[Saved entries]
· · ·

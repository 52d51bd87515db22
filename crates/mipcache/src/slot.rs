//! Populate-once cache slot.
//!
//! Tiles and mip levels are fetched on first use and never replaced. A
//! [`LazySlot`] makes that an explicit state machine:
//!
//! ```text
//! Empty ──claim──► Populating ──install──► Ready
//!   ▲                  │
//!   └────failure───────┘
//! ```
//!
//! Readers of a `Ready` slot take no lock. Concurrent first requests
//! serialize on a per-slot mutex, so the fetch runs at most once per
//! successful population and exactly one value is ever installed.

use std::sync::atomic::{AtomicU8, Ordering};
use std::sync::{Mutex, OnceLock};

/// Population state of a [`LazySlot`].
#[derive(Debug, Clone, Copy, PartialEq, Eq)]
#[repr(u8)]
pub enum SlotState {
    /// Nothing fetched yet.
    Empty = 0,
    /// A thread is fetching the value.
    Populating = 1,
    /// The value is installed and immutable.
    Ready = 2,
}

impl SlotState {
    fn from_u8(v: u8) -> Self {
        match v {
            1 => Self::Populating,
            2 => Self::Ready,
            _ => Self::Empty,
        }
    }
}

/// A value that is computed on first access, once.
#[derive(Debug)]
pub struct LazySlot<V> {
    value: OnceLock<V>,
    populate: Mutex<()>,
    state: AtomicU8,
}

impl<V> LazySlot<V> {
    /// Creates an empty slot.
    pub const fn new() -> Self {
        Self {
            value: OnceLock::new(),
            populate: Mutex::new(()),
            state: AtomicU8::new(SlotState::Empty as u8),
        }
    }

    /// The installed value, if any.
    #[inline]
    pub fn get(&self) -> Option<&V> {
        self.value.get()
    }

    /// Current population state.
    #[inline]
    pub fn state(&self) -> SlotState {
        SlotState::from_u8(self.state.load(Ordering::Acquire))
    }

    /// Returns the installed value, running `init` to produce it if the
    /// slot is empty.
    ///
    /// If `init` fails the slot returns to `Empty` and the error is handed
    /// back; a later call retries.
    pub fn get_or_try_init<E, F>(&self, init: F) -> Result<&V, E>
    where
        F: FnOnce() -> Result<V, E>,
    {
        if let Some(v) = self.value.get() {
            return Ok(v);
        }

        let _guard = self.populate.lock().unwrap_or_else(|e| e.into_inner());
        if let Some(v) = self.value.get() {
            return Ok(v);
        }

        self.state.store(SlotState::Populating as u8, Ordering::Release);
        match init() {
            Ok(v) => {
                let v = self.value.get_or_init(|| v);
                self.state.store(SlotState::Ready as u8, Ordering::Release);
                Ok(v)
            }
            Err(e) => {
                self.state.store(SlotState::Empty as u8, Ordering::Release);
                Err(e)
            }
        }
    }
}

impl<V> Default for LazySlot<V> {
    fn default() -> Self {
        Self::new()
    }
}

· · ·

Write the data above out again in full, exactly.

repository 52d51bd87515db22
filename crates/mipcache/src/slot.rs
//! Populate-once cache slot.
//!
//! Tiles and mip levels are fetched on first use and never replaced. A
//! [`LazySlot`] makes that an explicit state machine:
//!
//! ```text
//! Empty ──claim──► Populating ──install──► Ready
//!   ▲                  │
//!   └────failure───────┘
//! ```
//!
//! Readers of a `Ready` slot take no lock. Concurrent first requests
//! serialize on a per-slot mutex, so the fetch runs at most once per
//! successful population and exactly one value is ever installed.

use std::sync::atomic::{AtomicU8, Ordering};
use std::sync::{Mutex, OnceLock};

/// Population state of a [`LazySlot`].
#[derive(Debug, Clone, Copy, PartialEq, Eq)]
#[repr(u8)]
pub enum SlotState {
    /// Nothing fetched yet.
    Empty = 0,
    /// A thread is fetching the value.
    Populating = 1,
    /// The value is installed and immutable.
    Ready = 2,
}

impl SlotState {
    fn from_u8(v: u8) -> Self {
        match v {
            1 => Self::Populating,
            2 => Self::Ready,
            _ => Self::Empty,
        }
    }
}

/// A value that is computed on first access, once.
#[derive(Debug)]
pub struct LazySlot<V> {
    value: OnceLock<V>,
    populate: Mutex<()>,
    state: AtomicU8,
}

impl<V> LazySlot<V> {
    /// Creates an empty slot.
    pub const fn new() -> Self {
        Self {
            value: OnceLock::new(),
            populate: Mutex::new(()),
            state: AtomicU8::new(SlotState::Empty as u8),
        }
    }

    /// The installed value, if any.
    #[inline]
    pub fn get(&self) -> Option<&V> {
        self.value.get()
    }

    /// Current population state.
    #[inline]
    pub fn state(&self) -> SlotState {
        SlotState::from_u8(self.state.load(Ordering::Acquire))
    }

    /// Returns the installed value, running `init` to produce it if the
    /// slot is empty.
    ///
    /// If `init` fails the slot returns to `Empty` and the error is handed
    /// back; a later call retries.
    pub fn get_or_try_init<E, F>(&self, init: F) -> Result<&V, E>
    where
        F: FnOnce() -> Result<V, E>,
    {
        if let Some(v) = self.value.get() {
            return Ok(v);
        }

        let _guard = self.populate.lock().unwrap_or_else(|e| e.into_inner());
        if let Some(v) = self.value.get() {
            return Ok(v);
        }

        self.state.store(SlotState::Populating as u8, Ordering::Release);
        match init() {
            Ok(v) => {
                let v = self.value.get_or_init(|| v);
                self.state.store(SlotState::Ready as u8, Ordering::Release);
                Ok(v)
            }
            Err(e) => {
                self.state.store(SlotState::Empty as u8, Ordering::Release);
                Err(e)
            }
        }
    }
}

impl<V> Default for LazySlot<V> {
    fn default() -> Self {
        Self::new()
    }
}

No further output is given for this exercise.